- _Work request_
Set the data down once more, exactly as it is written.

- _Supplied material_
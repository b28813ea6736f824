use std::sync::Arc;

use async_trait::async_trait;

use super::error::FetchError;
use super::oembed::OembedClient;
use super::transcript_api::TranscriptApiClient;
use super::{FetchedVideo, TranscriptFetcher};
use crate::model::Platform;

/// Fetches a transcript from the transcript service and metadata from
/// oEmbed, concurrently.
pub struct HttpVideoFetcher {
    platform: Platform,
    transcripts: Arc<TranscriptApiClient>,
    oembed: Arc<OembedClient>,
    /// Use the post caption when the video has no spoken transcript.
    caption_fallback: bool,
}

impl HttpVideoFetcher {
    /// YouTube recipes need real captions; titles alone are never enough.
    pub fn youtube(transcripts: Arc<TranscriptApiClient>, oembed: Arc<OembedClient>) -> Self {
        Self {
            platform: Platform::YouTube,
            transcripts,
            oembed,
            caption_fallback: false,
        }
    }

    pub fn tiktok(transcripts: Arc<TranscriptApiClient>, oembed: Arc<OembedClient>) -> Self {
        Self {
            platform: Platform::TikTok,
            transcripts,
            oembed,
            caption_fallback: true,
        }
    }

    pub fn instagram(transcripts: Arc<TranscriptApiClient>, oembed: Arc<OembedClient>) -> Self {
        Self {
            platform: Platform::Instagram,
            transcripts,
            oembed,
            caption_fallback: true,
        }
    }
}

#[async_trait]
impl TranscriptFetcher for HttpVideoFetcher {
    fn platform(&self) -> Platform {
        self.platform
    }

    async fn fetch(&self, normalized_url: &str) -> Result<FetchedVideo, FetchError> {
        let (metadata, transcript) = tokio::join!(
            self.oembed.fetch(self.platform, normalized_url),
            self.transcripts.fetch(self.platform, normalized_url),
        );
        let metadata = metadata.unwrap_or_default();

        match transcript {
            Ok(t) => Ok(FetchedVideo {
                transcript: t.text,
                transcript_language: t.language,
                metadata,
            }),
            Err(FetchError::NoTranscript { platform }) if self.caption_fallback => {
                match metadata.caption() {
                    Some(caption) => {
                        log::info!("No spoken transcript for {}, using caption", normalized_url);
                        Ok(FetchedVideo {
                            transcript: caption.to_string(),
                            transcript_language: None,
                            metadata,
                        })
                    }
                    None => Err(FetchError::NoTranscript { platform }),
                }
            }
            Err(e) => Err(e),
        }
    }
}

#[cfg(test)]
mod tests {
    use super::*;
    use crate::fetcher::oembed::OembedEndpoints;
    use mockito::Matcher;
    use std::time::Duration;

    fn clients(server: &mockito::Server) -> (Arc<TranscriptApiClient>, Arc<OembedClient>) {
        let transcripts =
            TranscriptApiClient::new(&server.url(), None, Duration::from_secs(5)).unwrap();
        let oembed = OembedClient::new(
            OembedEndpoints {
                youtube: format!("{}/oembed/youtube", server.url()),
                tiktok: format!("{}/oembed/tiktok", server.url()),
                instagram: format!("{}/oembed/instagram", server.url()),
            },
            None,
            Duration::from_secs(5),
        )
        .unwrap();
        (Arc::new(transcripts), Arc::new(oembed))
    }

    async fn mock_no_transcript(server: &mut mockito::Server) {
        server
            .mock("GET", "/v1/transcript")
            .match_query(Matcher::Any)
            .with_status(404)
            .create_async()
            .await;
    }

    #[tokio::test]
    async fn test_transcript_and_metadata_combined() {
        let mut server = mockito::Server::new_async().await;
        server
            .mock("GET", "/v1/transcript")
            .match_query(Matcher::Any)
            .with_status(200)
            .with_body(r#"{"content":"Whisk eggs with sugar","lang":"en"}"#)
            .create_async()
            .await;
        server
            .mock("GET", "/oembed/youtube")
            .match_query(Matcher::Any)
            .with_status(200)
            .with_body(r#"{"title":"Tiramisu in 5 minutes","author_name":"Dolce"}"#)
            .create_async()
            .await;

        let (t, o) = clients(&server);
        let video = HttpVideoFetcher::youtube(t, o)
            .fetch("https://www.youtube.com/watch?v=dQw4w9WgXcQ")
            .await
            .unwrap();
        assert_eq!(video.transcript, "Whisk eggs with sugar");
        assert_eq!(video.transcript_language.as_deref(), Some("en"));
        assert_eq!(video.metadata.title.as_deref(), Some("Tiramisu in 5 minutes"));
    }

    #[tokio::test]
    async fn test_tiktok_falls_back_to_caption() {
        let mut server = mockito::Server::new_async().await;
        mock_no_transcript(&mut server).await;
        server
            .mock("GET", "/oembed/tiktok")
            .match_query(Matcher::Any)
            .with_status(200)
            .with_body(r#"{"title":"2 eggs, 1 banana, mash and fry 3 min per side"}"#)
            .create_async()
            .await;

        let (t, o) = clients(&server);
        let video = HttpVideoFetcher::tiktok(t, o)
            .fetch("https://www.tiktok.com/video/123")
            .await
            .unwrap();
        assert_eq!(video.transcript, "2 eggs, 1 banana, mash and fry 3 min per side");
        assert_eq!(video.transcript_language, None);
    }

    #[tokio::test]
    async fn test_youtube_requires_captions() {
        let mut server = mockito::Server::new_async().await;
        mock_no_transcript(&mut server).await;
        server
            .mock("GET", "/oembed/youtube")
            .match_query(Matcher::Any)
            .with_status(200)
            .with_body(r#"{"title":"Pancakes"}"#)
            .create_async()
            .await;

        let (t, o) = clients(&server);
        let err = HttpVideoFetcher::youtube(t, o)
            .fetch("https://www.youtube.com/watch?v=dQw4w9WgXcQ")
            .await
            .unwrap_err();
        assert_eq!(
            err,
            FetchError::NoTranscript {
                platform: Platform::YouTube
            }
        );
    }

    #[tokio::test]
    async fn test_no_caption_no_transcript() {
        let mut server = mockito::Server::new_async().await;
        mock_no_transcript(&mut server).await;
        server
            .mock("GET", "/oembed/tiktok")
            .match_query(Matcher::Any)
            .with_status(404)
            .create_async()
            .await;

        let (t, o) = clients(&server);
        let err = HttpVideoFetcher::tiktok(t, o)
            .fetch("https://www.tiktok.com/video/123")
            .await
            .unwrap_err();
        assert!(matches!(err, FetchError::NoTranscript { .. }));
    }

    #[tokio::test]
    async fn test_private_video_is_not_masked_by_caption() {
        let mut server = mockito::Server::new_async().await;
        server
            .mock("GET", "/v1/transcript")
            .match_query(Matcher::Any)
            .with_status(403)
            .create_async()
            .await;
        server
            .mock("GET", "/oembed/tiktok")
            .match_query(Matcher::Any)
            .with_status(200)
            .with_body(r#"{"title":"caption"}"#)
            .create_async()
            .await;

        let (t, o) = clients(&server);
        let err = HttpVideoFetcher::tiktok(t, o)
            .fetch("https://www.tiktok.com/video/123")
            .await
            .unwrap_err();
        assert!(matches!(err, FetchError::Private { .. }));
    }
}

- _Answer to this exercise_
repository b28813ea6736f824
use std::sync::Arc;

use async_trait::async_trait;

use super::error::FetchError;
use super::oembed::OembedClient;
use super::transcript_api::TranscriptApiClient;
use super::{FetchedVideo, TranscriptFetcher};
use crate::model::Platform;

/// Fetches a transcript from the transcript service and metadata from
/// oEmbed, concurrently.
pub struct HttpVideoFetcher {
    platform: Platform,
    transcripts: Arc<TranscriptApiClient>,
    oembed: Arc<OembedClient>,
    /// Use the post caption when the video has no spoken transcript.
    caption_fallback: bool,
}

impl HttpVideoFetcher {
    /// YouTube recipes need real captions; titles alone are never enough.
    pub fn youtube(transcripts: Arc<TranscriptApiClient>, oembed: Arc<OembedClient>) -> Self {
        Self {
            platform: Platform::YouTube,
            transcripts,
            oembed,
            caption_fallback: false,
        }
    }

    pub fn tiktok(transcripts: Arc<TranscriptApiClient>, oembed: Arc<OembedClient>) -> Self {
        Self {
            platform: Platform::TikTok,
            transcripts,
            oembed,
            caption_fallback: true,
        }
    }

    pub fn instagram(transcripts: Arc<TranscriptApiClient>, oembed: Arc<OembedClient>) -> Self {
        Self {
            platform: Platform::Instagram,
            transcripts,
            oembed,
            caption_fallback: true,
        }
    }
}

#[async_trait]
impl TranscriptFetcher for HttpVideoFetcher {
    fn platform(&self) -> Platform {
        self.platform
    }

    async fn fetch(&self, normalized_url: &str) -> Result<FetchedVideo, FetchError> {
        let (metadata, transcript) = tokio::join!(
            self.oembed.fetch(self.platform, normalized_url),
            self.transcripts.fetch(self.platform, normalized_url),
        );
        let metadata = metadata.unwrap_or_default();

        match transcript {
            Ok(t) => Ok(FetchedVideo {
                transcript: t.text,
                transcript_language: t.language,
                metadata,
            }),
            Err(FetchError::NoTranscript { platform }) if self.caption_fallback => {
                match metadata.caption() {
                    Some(caption) => {
                        log::info!("No spoken transcript for {}, using caption", normalized_url);
                        Ok(FetchedVideo {
                            transcript: caption.to_string(),
                            transcript_language: None,
                            metadata,
                        })
                    }
                    None => Err(FetchError::NoTranscript { platform }),
                }
            }
            Err(e) => Err(e),
        }
    }
}

#[cfg(test)]
mod tests {
    use super::*;
    use crate::fetcher::oembed::OembedEndpoints;
    use mockito::Matcher;
    use std::time::Duration;

    fn clients(server: &mockito::Server) -> (Arc<TranscriptApiClient>, Arc<OembedClient>) {
        let transcripts =
            TranscriptApiClient::new(&server.url(), None, Duration::from_secs(5)).unwrap();
        let oembed = OembedClient::new(
            OembedEndpoints {
                youtube: format!("{}/oembed/youtube", server.url()),
                tiktok: format!("{}/oembed/tiktok", server.url()),
                instagram: format!("{}/oembed/instagram", server.url()),
            },
            None,
            Duration::from_secs(5),
        )
        .unwrap();
        (Arc::new(transcripts), Arc::new(oembed))
    }

    async fn mock_no_transcript(server: &mut mockito::Server) {
        server
            .mock("GET", "/v1/transcript")
            .match_query(Matcher::Any)
            .with_status(404)
            .create_async()
            .await;
    }

    #[tokio::test]
    async fn test_transcript_and_metadata_combined() {
        let mut server = mockito::Server::new_async().await;
        server
            .mock("GET", "/v1/transcript")
            .match_query(Matcher::Any)
            .with_status(200)
            .with_body(r#"{"content":"Whisk eggs with sugar","lang":"en"}"#)
            .create_async()
            .await;
        server
            .mock("GET", "/oembed/youtube")
            .match_query(Matcher::Any)
            .with_status(200)
            .with_body(r#"{"title":"Tiramisu in 5 minutes","author_name":"Dolce"}"#)
            .create_async()
            .await;

        let (t, o) = clients(&server);
        let video = HttpVideoFetcher::youtube(t, o)
            .fetch("https://www.youtube.com/watch?v=dQw4w9WgXcQ")
            .await
            .unwrap();
        assert_eq!(video.transcript, "Whisk eggs with sugar");
        assert_eq!(video.transcript_language.as_deref(), Some("en"));
        assert_eq!(video.metadata.title.as_deref(), Some("Tiramisu in 5 minutes"));
    }

    #[tokio::test]
    async fn test_tiktok_falls_back_to_caption() {
        let mut server = mockito::Server::new_async().await;
        mock_no_transcript(&mut server).await;
        server
            .mock("GET", "/oembed/tiktok")
            .match_query(Matcher::Any)
            .with_status(200)
            .with_body(r#"{"title":"2 eggs, 1 banana, mash and fry 3 min per side"}"#)
            .create_async()
            .await;

        let (t, o) = clients(&server);
        let video = HttpVideoFetcher::tiktok(t, o)
            .fetch("https://www.tiktok.com/video/123")
            .await
            .unwrap();
        assert_eq!(video.transcript, "2 eggs, 1 banana, mash and fry 3 min per side");
        assert_eq!(video.transcript_language, None);
    }

    #[tokio::test]
    async fn test_youtube_requires_captions() {
        let mut server = mockito::Server::new_async().await;
        mock_no_transcript(&mut server).await;
        server
            .mock("GET", "/oembed/youtube")
            .match_query(Matcher::Any)
            .with_status(200)
            .with_body(r#"{"title":"Pancakes"}"#)
            .create_async()
            .await;

        let (t, o) = clients(&server);
        let err = HttpVideoFetcher::youtube(t, o)
            .fetch("https://www.youtube.com/watch?v=dQw4w9WgXcQ")
            .await
            .unwrap_err();
        assert_eq!(
            err,
            FetchError::NoTranscript {
                platform: Platform::YouTube
            }
        );
    }

    #[tokio::test]
    async fn test_no_caption_no_transcript() {
        let mut server = mockito::Server::new_async().await;
        mock_no_transcript(&mut server).await;
        server
            .mock("GET", "/oembed/tiktok")
            .match_query(Matcher::Any)
            .with_status(404)
            .create_async()
            .await;

        let (t, o) = clients(&server);
        let err = HttpVideoFetcher::tiktok(t, o)
            .fetch("https://www.tiktok.com/video/123")
            .await
            .unwrap_err();
        assert!(matches!(err, FetchError::NoTranscript { .. }));
    }

    #[tokio::test]
    async fn test_private_video_is_not_masked_by_caption() {
        let mut server = mockito::Server::new_async().await;
        server
            .mock("GET", "/v1/transcript")
            .match_query(Matcher::Any)
            .with_status(403)
            .create_async()
            .await;
        server
            .mock("GET", "/oembed/tiktok")
            .match_query(Matcher::Any)
            .with_status(200)
            .with_body(r#"{"title":"caption"}"#)
            .create_async()
            .await;

        let (t, o) = clients(&server);
        let err = HttpVideoFetcher::tiktok(t, o)
            .fetch("https://www.tiktok.com/video/123")
            .await
            .unwrap_err();
        assert!(matches!(err, FetchError::Private { .. }));
    }
}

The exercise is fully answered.